Lastly, the yield on the 10-year Chinese government bond has fallen to 1.6%, a remarkable decline of 100 basis points from a year ago. This ongoing drop contrasts sharply with the rising yields in advanced economies, including the U.S., and reflects growing concerns over worsening deflation.

All of this is likely to trigger capital flight from the country, potentially boosting demand for alternative investments such as bitcoin, according to LondonCryptoClub.

“China appears to be letting the currency slide and no longer defending it, allowing the peg to crawl if not an outright devaluation. This will accelerate capital outflows from China, which we’re seeing with Chinese stocks under pressure. Bitcoin will be an obvious destination for some of those flows, especially with capital controls in place making it difficult to get capital out of China via traditional channels,” Founders of the LondonCryptoClub told CoinDesk.

“When China devalued in 2015, Bitcoin promptly traded over 3x higher,” founders added.

Note that the PBOC has relied solely on its daily fix and other liquidity measures to arrest the slide in the yuan rather than on outright intervention, which can become a headwind for crypto.

On Monday, the PBOC set the daily reference rate stronger than the widely-watched 7.20 per USD in a bid to temper bearish CNY expectations.
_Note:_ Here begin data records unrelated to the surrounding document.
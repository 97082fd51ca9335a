//! Integration tests for signed-in flows.
//!
//! These tests require:
//! - The Moorline API backend running
//! - The web app running (cargo run -p moorline-web)
//! - `MOORLINE_TEST_TOKEN` set to a bearer token the backend accepts,
//!   for an account that is an admin of at least one organization
//!
//! Run with: cargo test -p moorline-integration-tests -- --ignored

use reqwest::{Client, StatusCode, redirect::Policy};
use uuid::Uuid;

fn web_base_url() -> String {
    std::env::var("WEB_BASE_URL").unwrap_or_else(|_| "http://localhost:3000".to_string())
}

fn test_token() -> Option<String> {
    std::env::var("MOORLINE_TEST_TOKEN").ok()
}

/// Sign in through the callback endpoint and keep the session cookie.
async fn signed_in_client() -> Option<Client> {
    let token = test_token()?;
    let client = Client::builder()
        .cookie_store(true)
        .redirect(Policy::none())
        .build()
        .expect("Failed to create HTTP client");

    let resp = client
        .get(format!("{}/auth/callback", web_base_url()))
        .query(&[("token", token.as_str())])
        .send()
        .await
        .expect("Failed to hit auth callback");
    assert!(
        resp.status().is_redirection(),
        "Callback should establish a session and redirect, got {}",
        resp.status()
    );

    Some(client)
}

#[tokio::test]
#[ignore = "Requires running servers and MOORLINE_TEST_TOKEN"]
async fn test_dashboard_renders_memberships() {
    let Some(client) = signed_in_client().await else {
        return;
    };

    let resp = client
        .get(format!("{}/", web_base_url()))
        .send()
        .await
        .expect("Failed to load dashboard");

    // Members land on the dashboard; users without an org get bounced to
    // onboarding instead.
    if resp.status().is_redirection() {
        let location = resp
            .headers()
            .get("location")
            .and_then(|v| v.to_str().ok())
            .unwrap_or_default();
        assert_eq!(location, "/onboarding");
        return;
    }

    assert_eq!(resp.status(), StatusCode::OK);
    let body = resp.text().await.expect("Failed to read body");
    assert!(body.contains("Your organizations"));
}

#[tokio::test]
#[ignore = "Requires running servers and MOORLINE_TEST_TOKEN"]
async fn test_billing_page_shows_plan_grid() {
    let Some(client) = signed_in_client().await else {
        return;
    };

    let resp = client
        .get(format!("{}/settings/billing", web_base_url()))
        .send()
        .await
        .expect("Failed to load billing page");

    assert_eq!(resp.status(), StatusCode::OK);
    let body = resp.text().await.expect("Failed to read body");

    // Either the billing page proper or a placeholder (org picker for
    // multi-org accounts, access denied for non-admins).
    assert!(
        body.contains("Plans")
            || body.contains("Pick an organization")
            || body.contains("Admins only"),
        "Unexpected billing page body"
    );
}

#[tokio::test]
#[ignore = "Requires running servers and MOORLINE_TEST_TOKEN"]
async fn test_onboarding_duplicate_name_prompts_confirmation() {
    let Some(client) = signed_in_client().await else {
        return;
    };
    let base_url = web_base_url();

    // Submit a fresh name, then the same name again without force. The
    // second submit must come back with the confirmation step, not an
    // error page.
    let org_name = format!("Integration Test Harbor {}", Uuid::new_v4());

    let resp = client
        .post(format!("{base_url}/onboarding"))
        .form(&[("org_name", org_name.as_str())])
        .send()
        .await
        .expect("Failed to submit organization request");
    assert!(resp.status().is_redirection() || resp.status().is_success());

    let resp = client
        .post(format!("{base_url}/onboarding"))
        .form(&[("org_name", org_name.as_str())])
        .send()
        .await
        .expect("Failed to resubmit organization request");

    if resp.status() == StatusCode::OK {
        let body = resp.text().await.expect("Failed to read body");
        assert!(
            body.contains("Submit anyway"),
            "Duplicate submit should offer a force confirmation"
        );
    }
}

#[tokio::test]
#[ignore = "Requires running servers and MOORLINE_TEST_TOKEN"]
async fn test_org_select_rejects_foreign_org() {
    let Some(client) = signed_in_client().await else {
        return;
    };

    let resp = client
        .post(format!("{}/org/select", web_base_url()))
        .form(&[("org_id", "999999")])
        .send()
        .await
        .expect("Failed to post org selection");

    // Always redirects; a bad selection carries an error toast instead of
    // switching.
    assert!(resp.status().is_redirection());
}

#[tokio::test]
#[ignore = "Requires running servers and MOORLINE_TEST_TOKEN"]
async fn test_import_rejects_unsupported_file_type() {
    let Some(client) = signed_in_client().await else {
        return;
    };

    let part = reqwest::multipart::Part::bytes(b"not a spreadsheet".to_vec())
        .file_name("vessels.pdf");
    let form = reqwest::multipart::Form::new().part("file", part);

    let resp = client
        .post(format!("{}/settings/vessels/import", web_base_url()))
        .multipart(form)
        .send()
        .await
        .expect("Failed to upload file");

    if resp.status() == StatusCode::OK {
        let body = resp.text().await.expect("Failed to read body");
        assert!(
            body.contains("Unsupported file type")
                || body.contains("Pick an organization")
                || body.contains("Admins only"),
            "Unsupported upload should be reported in the import page"
        );
    }
}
The daily fix has been the central bank’s preferred tool in managing market expectations and has held consistently stronger than 7.20 per USD since Trump’s victory in the U.S. election in early November.
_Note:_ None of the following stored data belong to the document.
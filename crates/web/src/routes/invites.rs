//! Invite landing and acceptance.
//!
//! The emailed link carries an opaque token. Accepting joins the signed-in
//! user to the inviting organization; the backend checks expiry, revocation,
//! and that the token's email matches the signed-in account.

use askama::Template;
use askama_web::WebTemplate;
use axum::{
    extract::{Path, State},
    response::{IntoResponse, Redirect, Response},
};
use tower_sessions::Session;
use tracing::instrument;

use super::PageShell;
use crate::error::AppError;
use crate::filters;
use crate::middleware::RequireAuth;
use crate::models::{Toast, push_toast, session_keys};
use crate::state::AppState;

/// Invite landing page template.
#[derive(Template, WebTemplate)]
#[template(path = "invites/show.html")]
pub struct InviteTemplate {
    pub shell: PageShell,
    pub invite_token: String,
}

/// Display the invite landing page.
///
/// The token is only validated on accept, so this page renders for any
/// well-formed link.
#[instrument(skip(session, user))]
pub async fn show(
    session: Session,
    RequireAuth(user): RequireAuth,
    Path(token): Path<String>,
) -> Result<InviteTemplate, AppError> {
    let shell = PageShell::build(&session, &user, None).await?;
    Ok(InviteTemplate {
        shell,
        invite_token: token,
    })
}

/// Accept the invite and switch to the joined organization.
#[instrument(skip(state, session, user, token))]
pub async fn accept(
    State(state): State<AppState>,
    session: Session,
    RequireAuth(user): RequireAuth,
    Path(token): Path<String>,
) -> Result<Response, AppError> {
    match state.api().accept_invite(&user.api_token, &token).await {
        Ok(membership) => {
            session
                .insert(session_keys::SELECTED_ORG, membership.org_id)
                .await?;
            push_toast(
                &session,
                Toast::success(format!("Welcome to {}!", membership.org_name)),
            )
            .await?;
            Ok(Redirect::to("/").into_response())
        }
        Err(error) => {
            push_toast(&session, Toast::error(error.toast_message())).await?;
            Ok(Redirect::to("/").into_response())
        }
    }
}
Meanwhile, the PBOC has also taken steps to tighten liquidity in the offshore (Hong Kong) market to support the yuan, as evidenced by the spike in the offshore yuan’s overnight interbank interest rate in Hong Kong rose to 8.1%, the highest since June 2021.

That said, BTC bulls need to keep an eye out for a potential outright intervention involving the sale of dollars to prop up the yuan, as that could boost the dollar index, capping the upside in the greenback-denominated assets like BTC.

Whenever the PBOC sells the dollar to shore up the yuan, it concurrently buys the greenback against other currencies to keep the proportion of the USD in reserves stable. The process, thus, causes financial tightening through the FX channel.

The dollar index has already surged from roughly 100 to 108 in just over three months, largely tracking the uptick in the Treasury yields. Further strength could zap investor appetite for riskier assets.